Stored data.
⟨
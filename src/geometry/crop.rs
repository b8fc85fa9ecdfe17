//! Crop box arithmetic in percent space and its conversion to pixels.

use crate::foundation::error::ForgeResult;
use crate::foundation::math::clamp_f64;
use crate::model::filters::{CropRect, MIN_CROP_PERCENT};

/// A crop box in integer pixels plus the matching transcoder filter expression.
#[derive(Clone, Debug, PartialEq, Eq)]
pub struct CropPixels {
    pub x: u32,
    pub y: u32,
    pub width: u32,
    pub height: u32,
    /// `crop=W:H:X:Y`.
    pub filter: String,
}

/// Convert percent coordinates to pixels for a `video_width x video_height` source.
///
/// Every field is rounded on its own, so `x + width` may differ by one pixel from the rounded
/// right edge.
pub fn crop_percent_to_pixels(coords: &CropRect, video_width: u32, video_height: u32) -> CropPixels {
    let px = |pct: f64, extent: u32| -> u32 {
        (pct / 100.0 * f64::from(extent)).round().max(0.0) as u32
    };
    let x = px(coords.x, video_width);
    let y = px(coords.y, video_height);
    let width = px(coords.width, video_width);
    let height = px(coords.height, video_height);
    CropPixels {
        x,
        y,
        width,
        height,
        filter: format!("crop={width}:{height}:{x}:{y}"),
    }
}

/// Corner grabbed by a resize gesture. The opposite corner stays fixed.
#[derive(Clone, Copy, Debug, PartialEq, Eq, Hash)]
pub enum Corner {
    TopLeft,
    TopRight,
    BottomLeft,
    BottomRight,
}

impl Corner {
    pub const ALL: [Corner; 4] = [
        Corner::TopLeft,
        Corner::TopRight,
        Corner::BottomLeft,
        Corner::BottomRight,
    ];

    fn moves_left_edge(self) -> bool {
        matches!(self, Corner::TopLeft | Corner::BottomLeft)
    }

    fn moves_top_edge(self) -> bool {
        matches!(self, Corner::TopLeft | Corner::TopRight)
    }
}

/// Move the box by `(dx, dy)` percent, clamping its origin so it stays inside the frame.
pub fn drag_crop(rect: &CropRect, dx: f64, dy: f64) -> CropRect {
    let width = clamp_f64(rect.width, MIN_CROP_PERCENT, 100.0);
    let height = clamp_f64(rect.height, MIN_CROP_PERCENT, 100.0);
    CropRect {
        x: clamp_f64(rect.x + dx, 0.0, 100.0 - width),
        y: clamp_f64(rect.y + dy, 0.0, 100.0 - height),
        width,
        height,
    }
}

/// Resize the box by dragging `corner` by `(dx, dy)` percent.
///
/// Width and height stay within `[MIN_CROP_PERCENT, 100]` and within the room left by the
/// fixed corner. With `aspect` (width / height in percent space, see [`percent_aspect`]) the
/// height follows the width, or the width follows the height once the height hits a bound.
pub fn resize_crop(
    rect: &CropRect,
    corner: Corner,
    dx: f64,
    dy: f64,
    aspect: Option<f64>,
) -> CropRect {
    let rect = drag_crop(rect, 0.0, 0.0);
    let (fixed_x, max_w) = if corner.moves_left_edge() {
        (rect.right(), rect.right())
    } else {
        (rect.x, 100.0 - rect.x)
    };
    let (fixed_y, max_h) = if corner.moves_top_edge() {
        (rect.bottom(), rect.bottom())
    } else {
        (rect.y, 100.0 - rect.y)
    };
    let max_w = max_w.min(100.0);
    let max_h = max_h.min(100.0);

    let raw_w = if corner.moves_left_edge() {
        rect.width - dx
    } else {
        rect.width + dx
    };
    let raw_h = if corner.moves_top_edge() {
        rect.height - dy
    } else {
        rect.height + dy
    };

    let mut width = clamp_f64(raw_w, MIN_CROP_PERCENT, max_w);
    let mut height = clamp_f64(raw_h, MIN_CROP_PERCENT, max_h);

    if let Some(a) = aspect.filter(|a| a.is_finite() && *a > 0.0) {
        let derived_h = width / a;
        height = clamp_f64(derived_h, MIN_CROP_PERCENT, max_h);
        if (height - derived_h).abs() > f64::EPSILON {
            width = clamp_f64(height * a, MIN_CROP_PERCENT, max_w);
        }
    }

    let x = if corner.moves_left_edge() {
        (fixed_x - width).max(0.0)
    } else {
        fixed_x
    };
    let y = if corner.moves_top_edge() {
        (fixed_y - height).max(0.0)
    } else {
        fixed_y
    };
    CropRect {
        x,
        y,
        width,
        height,
    }
}

/// Convert a pixel aspect ratio (width / height) into percent space for a given source size.
pub fn percent_aspect(pixel_aspect: f64, video_width: u32, video_height: u32) -> Option<f64> {
    if video_width == 0 || video_height == 0 || !pixel_aspect.is_finite() || pixel_aspect <= 0.0
    {
        return None;
    }
    Some(pixel_aspect * f64::from(video_height) / f64::from(video_width))
}

pub fn validate_crop(rect: &CropRect) -> ForgeResult<()> {
    rect.validate()
}

#[cfg(test)]
#[path = "../../tests/unit/geometry/crop.rs"]
mod tests;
⟩
Work instructions. Look through the records for the string "geometry". Copy every line that has it.

Response area.
filename src/geometry/crop.rs
#[path = "../../tests/unit/geometry/crop.rs"]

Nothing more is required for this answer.